In Chile, the world’s largest copper producer, vast deposits of copper, gold and silver lie under the Atacama Desert, which is so dry that rainfall has never been recorded in some places. And higher demand means there’s less water to go around.
Growing populations have pushed the amount of usable water per person down by more than one-fifth since 1992 in Brazil, Chile and Peru, according to the UN group.
National leaders in Latin America are weighing short-term economic growth against the public’s future needs for water, and the consequences can be deadly. In Chile, the nation’s drinking supply is threatened by past policies of allotting too much water to companies to spur the economy, Public Works Minister Loreto Silva says.
Water is already running out in places like Copiapo, a city of 158,438 people in the Atacama Desert, 800 kilometers north of Santiago, because of mining and agricultural expansion, she says.

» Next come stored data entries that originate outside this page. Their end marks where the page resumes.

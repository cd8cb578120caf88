use core::fmt;
use core::iter::FusedIterator;
use core::ptr;
use core::slice;

use vc_raw::RawMemory;

// -----------------------------------------------------------------------------
// IntoIter

/// An owning iterator over the values of a [`Vector`](crate::Vector).
///
/// Unconsumed values are dropped with the iterator, then the block is released.
///
/// ```
/// use vc_vector::vector;
///
/// let v = vector![String::from("a"), String::from("b"), String::from("c")];
/// let mut iter = v.into_iter();
///
/// assert_eq!(iter.next().as_deref(), Some("a"));
/// assert_eq!(iter.next_back().as_deref(), Some("c"));
/// assert_eq!(iter.as_slice(), ["b"]);
/// ```
pub struct IntoIter<T> {
    buf: RawMemory<T>,
    start: usize,
    end: usize,
}

impl<T> Drop for IntoIter<T> {
    fn drop(&mut self) {
        // SAFETY: `start..end` are the values not yet handed out.
        unsafe {
            ptr::drop_in_place(ptr::slice_from_raw_parts_mut(
                self.buf.offset_mut(self.start),
                self.end - self.start,
            ));
        }
    }
}

impl<T> IntoIter<T> {
    /// # Safety
    /// - `buf[0..len]` must be live and owned by the caller
    #[inline]
    pub(crate) const unsafe fn new(buf: RawMemory<T>, len: usize) -> Self {
        Self {
            buf,
            start: 0,
            end: len,
        }
    }

    /// Returns the values not yet yielded.
    #[inline]
    pub fn as_slice(&self) -> &[T] {
        // SAFETY: `start..end` are live.
        unsafe { slice::from_raw_parts(self.buf.offset(self.start), self.end - self.start) }
    }

    /// Returns the values not yet yielded as a mutable slice.
    #[inline]
    pub fn as_mut_slice(&mut self) -> &mut [T] {
        // SAFETY: `start..end` are live.
        unsafe { slice::from_raw_parts_mut(self.buf.offset_mut(self.start), self.end - self.start) }
    }
}

impl<T> Iterator for IntoIter<T> {
    type Item = T;

    #[inline]
    fn next(&mut self) -> Option<T> {
        if self.start == self.end {
            return None;
        }
        // SAFETY: the slot is live and leaves `start..end` right away.
        let value = unsafe { self.buf.offset(self.start).read() };
        self.start += 1;
        Some(value)
    }

    #[inline]
    fn size_hint(&self) -> (usize, Option<usize>) {
        let len = self.end - self.start;
        (len, Some(len))
    }
}

impl<T> DoubleEndedIterator for IntoIter<T> {
    #[inline]
    fn next_back(&mut self) -> Option<T> {
        if self.start == self.end {
            return None;
        }
        self.end -= 1;
        // SAFETY: the slot was live and is now outside `start..end`.
        Some(unsafe { self.buf.offset(self.end).read() })
    }
}

impl<T> ExactSizeIterator for IntoIter<T> {}

impl<T> FusedIterator for IntoIter<T> {}

impl<T: fmt::Debug> fmt::Debug for IntoIter<T> {
    fn fmt(&self, f: &mut fmt::Formatter<'_>) -> fmt::Result {
        f.debug_tuple("IntoIter").field(&self.as_slice()).finish()
    }
}

// -----------------------------------------------------------------------------
// Tests

#[cfg(test)]
mod tests {
    use crate::{Vector, vector};
    use alloc::rc::Rc;
    use alloc::vec::Vec;

    #[test]
    fn yields_in_order() {
        let v = vector![1, 2, 3, 4];
        let iter = v.into_iter();
        assert_eq!(iter.len(), 4);
        assert_eq!(iter.collect::<Vec<_>>(), [1, 2, 3, 4]);

        let v = vector![1, 2, 3, 4];
        assert_eq!(v.into_iter().rev().collect::<Vec<_>>(), [4, 3, 2, 1]);
    }

    #[test]
    fn drops_remaining() {
        let shared = Rc::new(());
        let v: Vector<Rc<()>> = (0..5).map(|_| Rc::clone(&shared)).collect();
        assert_eq!(Rc::strong_count(&shared), 6);

        let mut iter = v.into_iter();
        let first = iter.next();
        let last = iter.next_back();
        assert_eq!(iter.as_slice().len(), 3);

        drop(iter);
        assert_eq!(Rc::strong_count(&shared), 3);
        drop((first, last));
        assert_eq!(Rc::strong_count(&shared), 1);
    }

    #[test]
    fn borrowed_iteration() {
        let mut v = vector![1, 2, 3];
        for x in &mut v {
            *x *= 10;
        }
        let sum: i32 = (&v).into_iter().sum();
        assert_eq!(sum, 60);
    }
}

“In some areas of the country, like Copiapo, we have a reduction or an exhaustion of the resource,” Silva says. “If we don’t make decisions today, we’ll be short of water in about a decade. That forces us to take a long-term, strategic view in terms of water.”
Peru faces similar long-term needs because water is in short supply in areas where mines are expanding, says Hugo Jara, head of the country’s National Water Authority. The government needs to build $394 million of reservoirs and canals by 2016 for annual water shortages in the dry season in the Andes, he says.
“The government has declared water its first priority,” Jara says. “These protests helped to spur our attention.”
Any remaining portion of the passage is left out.